At the briefing, skeptics of the lawsuit’s potential to succeed believe that, regardless of the court’s ruling, the trust between immigrant communities and the federal government has been irreparably damaged. Cynics went one step further, arguing that the purpose of adding the citizenship question was to politicize the immigration debate.

“People aren’t stupid,” one attendee said.

Chavi Koneru, executive director of North Carolina Asian Americans Together, said that adding the citizenship question will make her organization’s job harder to convince people to participate because some, particularly non-citizens, will wonder if they will become a target.

“Asian Americans have been the fastest growing racial group in North Carolina,” Koneru said, but the breadth of its diversity includes “20 different ethnicities, including several significant refugee populations from Southeast Asia.” The net result is a vast range of cultural and societal experiences where understanding the objectives of the Census and its functions can be misunderstood.

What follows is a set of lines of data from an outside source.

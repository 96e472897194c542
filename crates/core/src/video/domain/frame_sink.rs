use std::path::Path;

use crate::shared::audio_sample::AudioSample;
use crate::shared::error::EncodingError;
use crate::shared::frame::Frame;
use crate::shared::video_asset::VideoAsset;

/// Encodes processed frames and passthrough audio into one output file.
///
/// Frames are stored as decoded; the asset's orientation is written to the
/// output track's metadata instead of being applied to the pixels. Each
/// write goes straight to the container, nothing is buffered for later.
pub trait FrameSink: Send {
    fn open(&mut self, path: &Path, asset: &VideoAsset) -> Result<(), EncodingError>;

    fn write_frame(&mut self, frame: &Frame) -> Result<(), EncodingError>;

    fn write_audio(&mut self, sample: &AudioSample) -> Result<(), EncodingError>;

    /// Flushes the encoder and seals the container. Called once, after both
    /// the video and audio streams have finished.
    fn finish(&mut self) -> Result<(), EncodingError>;

    /// Drops any encoder state and deletes the partially written file.
    fn abort(&mut self);
}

Consequently, Koneru explained that the myth “that all Asian Americans are affluent and well-educated” is a misconception that underestimates the very real needs for services that will not be delivered to those in need unless there is an accurate count from the Census.

North Carolina’s population growth will likely result in the addition of another seat in the House of Representatives, bringing the state’s total to 14 members. As the Census is used to reapportion congressional districts and redraw district lines inside states, Carolina Demography Director Tippett explained that political power and the allocation of federal dollars are only two of the critical outcomes of the Census count.

Another is the private sector’s use of Census data to make decisions about expansion, for example, by taking into consideration the size and education of a potential workforce or a state’s capacity to underwrite the cost of supporting needed infrastructure.

Stacey Carless, born and raised in Raleigh by a Jamaican immigrant family, reminded attendees that the first Census in 1790 was exclusionary in intent and by design. Indians were not counted and African Americans in bondage were counted only as three-fifths of a person.

Carless, the executive director of NC Counts Coalition and a lawyer, is dedicated to bringing as many North Carolinians into the Census as possible. Despite all the challenges the expanding coalition faces, she reminds everyone that come April 1, 2020, there will be an enumeration.

“Those who are not counted are essentially invisible,” she said. “We can’t let that happen.”